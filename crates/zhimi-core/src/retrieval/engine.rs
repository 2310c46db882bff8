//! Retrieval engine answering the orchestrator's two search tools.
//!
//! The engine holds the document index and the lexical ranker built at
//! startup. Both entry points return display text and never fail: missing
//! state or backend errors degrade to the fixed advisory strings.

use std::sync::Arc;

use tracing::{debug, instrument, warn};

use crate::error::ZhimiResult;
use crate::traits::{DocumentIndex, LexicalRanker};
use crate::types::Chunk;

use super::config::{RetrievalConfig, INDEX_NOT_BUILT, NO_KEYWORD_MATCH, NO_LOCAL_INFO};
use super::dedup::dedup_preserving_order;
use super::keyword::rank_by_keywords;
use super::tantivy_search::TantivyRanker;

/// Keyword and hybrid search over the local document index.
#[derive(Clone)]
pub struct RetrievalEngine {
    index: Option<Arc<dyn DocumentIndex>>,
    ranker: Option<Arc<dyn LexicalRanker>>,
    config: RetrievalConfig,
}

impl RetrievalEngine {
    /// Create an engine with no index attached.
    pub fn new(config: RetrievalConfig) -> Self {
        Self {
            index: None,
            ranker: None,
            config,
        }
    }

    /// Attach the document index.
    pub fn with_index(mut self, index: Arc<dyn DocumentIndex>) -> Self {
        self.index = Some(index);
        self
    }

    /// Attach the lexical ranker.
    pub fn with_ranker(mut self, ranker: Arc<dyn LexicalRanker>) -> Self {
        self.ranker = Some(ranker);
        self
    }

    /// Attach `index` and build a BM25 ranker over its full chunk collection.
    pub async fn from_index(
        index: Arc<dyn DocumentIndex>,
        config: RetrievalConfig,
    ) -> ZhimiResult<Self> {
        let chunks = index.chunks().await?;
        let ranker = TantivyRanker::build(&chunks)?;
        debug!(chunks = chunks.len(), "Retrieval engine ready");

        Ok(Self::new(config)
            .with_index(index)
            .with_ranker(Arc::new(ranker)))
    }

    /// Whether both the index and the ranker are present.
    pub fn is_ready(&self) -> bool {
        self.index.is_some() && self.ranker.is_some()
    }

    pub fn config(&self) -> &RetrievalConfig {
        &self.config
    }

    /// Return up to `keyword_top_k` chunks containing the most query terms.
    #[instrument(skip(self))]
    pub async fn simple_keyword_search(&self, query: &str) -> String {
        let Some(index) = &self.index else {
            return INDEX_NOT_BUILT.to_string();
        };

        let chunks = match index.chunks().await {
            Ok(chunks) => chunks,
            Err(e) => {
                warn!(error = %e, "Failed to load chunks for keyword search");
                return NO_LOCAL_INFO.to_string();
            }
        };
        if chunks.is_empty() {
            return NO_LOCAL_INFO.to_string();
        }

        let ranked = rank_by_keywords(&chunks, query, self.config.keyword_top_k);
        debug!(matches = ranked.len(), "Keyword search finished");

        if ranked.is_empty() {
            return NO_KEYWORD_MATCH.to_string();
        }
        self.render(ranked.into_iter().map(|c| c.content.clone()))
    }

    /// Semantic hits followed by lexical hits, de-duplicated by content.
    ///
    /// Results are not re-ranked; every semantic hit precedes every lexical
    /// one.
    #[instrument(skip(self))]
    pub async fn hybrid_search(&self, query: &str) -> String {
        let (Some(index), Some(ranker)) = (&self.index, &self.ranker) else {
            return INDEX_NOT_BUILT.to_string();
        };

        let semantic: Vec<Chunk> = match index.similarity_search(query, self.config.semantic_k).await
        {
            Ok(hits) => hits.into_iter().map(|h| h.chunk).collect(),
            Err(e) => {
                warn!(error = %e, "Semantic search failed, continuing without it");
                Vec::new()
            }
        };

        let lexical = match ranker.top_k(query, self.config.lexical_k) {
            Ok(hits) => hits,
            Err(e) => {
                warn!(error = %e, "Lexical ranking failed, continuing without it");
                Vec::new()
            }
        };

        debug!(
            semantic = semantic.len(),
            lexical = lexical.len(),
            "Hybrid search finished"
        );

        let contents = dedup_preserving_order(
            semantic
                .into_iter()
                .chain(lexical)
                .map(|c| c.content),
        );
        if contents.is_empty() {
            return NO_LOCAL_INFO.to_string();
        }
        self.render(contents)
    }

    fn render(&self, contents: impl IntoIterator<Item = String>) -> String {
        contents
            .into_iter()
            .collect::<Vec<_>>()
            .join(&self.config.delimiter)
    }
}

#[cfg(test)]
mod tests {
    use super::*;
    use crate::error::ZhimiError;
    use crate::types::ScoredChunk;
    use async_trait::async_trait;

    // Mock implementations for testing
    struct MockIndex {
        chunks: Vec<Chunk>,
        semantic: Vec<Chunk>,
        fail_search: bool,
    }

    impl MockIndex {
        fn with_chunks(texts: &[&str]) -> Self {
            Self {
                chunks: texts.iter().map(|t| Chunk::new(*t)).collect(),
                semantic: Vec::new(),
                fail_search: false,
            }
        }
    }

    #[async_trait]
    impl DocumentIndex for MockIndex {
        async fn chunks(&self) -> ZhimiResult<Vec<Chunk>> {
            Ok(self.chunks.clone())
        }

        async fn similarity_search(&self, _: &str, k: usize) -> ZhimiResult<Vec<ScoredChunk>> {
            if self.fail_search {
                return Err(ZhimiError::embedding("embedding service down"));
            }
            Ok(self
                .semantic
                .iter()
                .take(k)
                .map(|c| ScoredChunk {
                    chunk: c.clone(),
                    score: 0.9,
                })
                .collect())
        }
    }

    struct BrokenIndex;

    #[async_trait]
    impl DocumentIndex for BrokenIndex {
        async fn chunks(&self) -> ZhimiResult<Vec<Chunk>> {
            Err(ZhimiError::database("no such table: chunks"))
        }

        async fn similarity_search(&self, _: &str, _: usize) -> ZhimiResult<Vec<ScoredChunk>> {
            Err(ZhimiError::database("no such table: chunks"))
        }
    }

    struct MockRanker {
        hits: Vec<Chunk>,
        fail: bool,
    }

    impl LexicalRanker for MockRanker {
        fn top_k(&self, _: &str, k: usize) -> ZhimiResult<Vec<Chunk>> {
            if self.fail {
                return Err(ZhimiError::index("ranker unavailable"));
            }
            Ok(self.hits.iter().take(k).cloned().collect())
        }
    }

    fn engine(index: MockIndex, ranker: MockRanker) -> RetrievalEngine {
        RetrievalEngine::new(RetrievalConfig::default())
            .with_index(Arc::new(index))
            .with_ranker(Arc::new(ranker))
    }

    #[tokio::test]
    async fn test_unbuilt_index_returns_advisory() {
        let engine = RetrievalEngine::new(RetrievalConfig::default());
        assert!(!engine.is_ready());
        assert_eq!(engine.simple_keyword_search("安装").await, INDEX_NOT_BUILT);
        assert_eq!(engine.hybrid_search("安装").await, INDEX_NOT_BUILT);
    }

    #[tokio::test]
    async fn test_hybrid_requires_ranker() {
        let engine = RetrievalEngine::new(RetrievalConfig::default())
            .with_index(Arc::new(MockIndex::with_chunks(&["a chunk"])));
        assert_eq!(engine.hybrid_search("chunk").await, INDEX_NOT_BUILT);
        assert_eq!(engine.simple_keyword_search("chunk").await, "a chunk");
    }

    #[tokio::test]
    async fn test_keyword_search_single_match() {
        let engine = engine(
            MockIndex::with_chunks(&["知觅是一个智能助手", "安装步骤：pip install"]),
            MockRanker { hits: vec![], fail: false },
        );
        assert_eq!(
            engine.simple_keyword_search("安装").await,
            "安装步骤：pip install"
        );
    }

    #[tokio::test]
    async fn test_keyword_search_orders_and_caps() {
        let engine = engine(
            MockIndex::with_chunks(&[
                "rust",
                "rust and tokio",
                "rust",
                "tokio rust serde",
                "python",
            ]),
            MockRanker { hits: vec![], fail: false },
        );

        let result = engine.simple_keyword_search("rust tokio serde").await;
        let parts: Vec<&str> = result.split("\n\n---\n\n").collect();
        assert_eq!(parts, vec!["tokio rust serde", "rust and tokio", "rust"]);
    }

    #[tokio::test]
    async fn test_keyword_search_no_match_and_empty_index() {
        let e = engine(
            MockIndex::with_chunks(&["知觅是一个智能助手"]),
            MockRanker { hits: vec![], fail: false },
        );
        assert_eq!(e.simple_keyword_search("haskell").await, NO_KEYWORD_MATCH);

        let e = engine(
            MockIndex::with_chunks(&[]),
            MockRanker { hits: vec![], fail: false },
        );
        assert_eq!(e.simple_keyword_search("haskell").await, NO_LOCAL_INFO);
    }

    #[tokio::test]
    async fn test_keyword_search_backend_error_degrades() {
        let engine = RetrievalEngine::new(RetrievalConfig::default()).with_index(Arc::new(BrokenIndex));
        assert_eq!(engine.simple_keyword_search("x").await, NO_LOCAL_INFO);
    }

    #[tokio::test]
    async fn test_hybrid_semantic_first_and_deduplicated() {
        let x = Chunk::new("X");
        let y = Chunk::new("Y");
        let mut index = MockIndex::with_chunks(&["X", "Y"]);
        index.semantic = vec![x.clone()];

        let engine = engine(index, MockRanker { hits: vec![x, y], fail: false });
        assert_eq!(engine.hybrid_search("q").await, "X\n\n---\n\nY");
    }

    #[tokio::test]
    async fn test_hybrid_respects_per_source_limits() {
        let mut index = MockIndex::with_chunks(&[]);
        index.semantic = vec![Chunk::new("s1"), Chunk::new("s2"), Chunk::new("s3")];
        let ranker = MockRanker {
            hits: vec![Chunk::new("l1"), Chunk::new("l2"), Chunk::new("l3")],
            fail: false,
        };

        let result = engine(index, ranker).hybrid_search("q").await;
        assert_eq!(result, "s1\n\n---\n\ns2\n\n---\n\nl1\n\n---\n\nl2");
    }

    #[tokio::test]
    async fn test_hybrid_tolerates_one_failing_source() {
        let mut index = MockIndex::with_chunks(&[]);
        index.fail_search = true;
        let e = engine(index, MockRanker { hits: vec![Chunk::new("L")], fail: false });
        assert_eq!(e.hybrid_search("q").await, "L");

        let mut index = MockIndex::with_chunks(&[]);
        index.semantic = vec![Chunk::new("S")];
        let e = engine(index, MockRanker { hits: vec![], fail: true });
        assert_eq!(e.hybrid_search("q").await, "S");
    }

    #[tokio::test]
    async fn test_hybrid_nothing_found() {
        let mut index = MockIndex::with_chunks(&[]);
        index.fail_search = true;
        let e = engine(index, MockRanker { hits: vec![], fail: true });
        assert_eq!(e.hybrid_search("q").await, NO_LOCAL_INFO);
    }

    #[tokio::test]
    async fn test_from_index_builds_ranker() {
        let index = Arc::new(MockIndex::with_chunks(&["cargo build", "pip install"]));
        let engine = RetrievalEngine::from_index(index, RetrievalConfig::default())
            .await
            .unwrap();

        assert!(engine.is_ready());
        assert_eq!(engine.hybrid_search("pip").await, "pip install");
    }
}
_____
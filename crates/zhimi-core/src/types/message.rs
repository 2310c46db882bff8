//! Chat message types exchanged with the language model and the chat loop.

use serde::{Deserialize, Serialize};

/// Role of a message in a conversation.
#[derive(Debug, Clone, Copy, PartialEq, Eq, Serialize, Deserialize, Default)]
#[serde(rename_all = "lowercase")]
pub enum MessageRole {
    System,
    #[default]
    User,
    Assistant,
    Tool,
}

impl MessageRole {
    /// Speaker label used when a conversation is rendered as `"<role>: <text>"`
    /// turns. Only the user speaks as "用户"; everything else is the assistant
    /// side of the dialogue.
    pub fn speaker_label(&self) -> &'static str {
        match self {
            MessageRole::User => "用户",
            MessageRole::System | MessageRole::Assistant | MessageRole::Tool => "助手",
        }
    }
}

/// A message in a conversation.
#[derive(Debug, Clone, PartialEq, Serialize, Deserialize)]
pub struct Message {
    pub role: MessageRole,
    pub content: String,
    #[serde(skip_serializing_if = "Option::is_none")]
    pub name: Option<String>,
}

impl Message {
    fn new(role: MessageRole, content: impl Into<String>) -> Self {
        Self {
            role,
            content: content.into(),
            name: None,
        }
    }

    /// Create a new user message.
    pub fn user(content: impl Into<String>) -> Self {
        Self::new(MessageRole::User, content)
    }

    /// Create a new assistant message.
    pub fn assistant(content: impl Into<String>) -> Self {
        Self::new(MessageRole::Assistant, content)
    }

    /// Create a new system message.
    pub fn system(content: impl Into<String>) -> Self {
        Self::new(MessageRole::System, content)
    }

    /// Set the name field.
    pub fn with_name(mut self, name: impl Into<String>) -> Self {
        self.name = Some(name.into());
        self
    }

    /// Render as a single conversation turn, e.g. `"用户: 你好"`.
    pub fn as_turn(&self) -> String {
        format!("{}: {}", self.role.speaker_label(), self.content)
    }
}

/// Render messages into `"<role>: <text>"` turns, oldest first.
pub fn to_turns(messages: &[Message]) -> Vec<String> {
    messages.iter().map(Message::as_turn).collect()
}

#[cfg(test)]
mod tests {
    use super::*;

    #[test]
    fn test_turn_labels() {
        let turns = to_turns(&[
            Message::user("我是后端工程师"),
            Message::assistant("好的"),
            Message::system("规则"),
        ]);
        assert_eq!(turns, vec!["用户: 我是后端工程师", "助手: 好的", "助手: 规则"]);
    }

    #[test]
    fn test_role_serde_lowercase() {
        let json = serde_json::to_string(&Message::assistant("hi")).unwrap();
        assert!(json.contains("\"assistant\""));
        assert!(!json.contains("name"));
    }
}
_____
Work to complete: Return word for word the lines above from the line with "filename crates/zhimi-core/src/retrieval/engine.rs" to the line with "no index attached.", including both and leaving out all others.

Result:
filename crates/zhimi-core/src/retrieval/engine.rs
repository 2310c46db882bff8
//! Retrieval engine answering the orchestrator's two search tools.
//!
//! The engine holds the document index and the lexical ranker built at
//! startup. Both entry points return display text and never fail: missing
//! state or backend errors degrade to the fixed advisory strings.

use std::sync::Arc;

use tracing::{debug, instrument, warn};

use crate::error::ZhimiResult;
use crate::traits::{DocumentIndex, LexicalRanker};
use crate::types::Chunk;

use super::config::{RetrievalConfig, INDEX_NOT_BUILT, NO_KEYWORD_MATCH, NO_LOCAL_INFO};
use super::dedup::dedup_preserving_order;
use super::keyword::rank_by_keywords;
use super::tantivy_search::TantivyRanker;

/// Keyword and hybrid search over the local document index.
#[derive(Clone)]
pub struct RetrievalEngine {
    index: Option<Arc<dyn DocumentIndex>>,
    ranker: Option<Arc<dyn LexicalRanker>>,
    config: RetrievalConfig,
}

impl RetrievalEngine {
    /// Create an engine with no index attached.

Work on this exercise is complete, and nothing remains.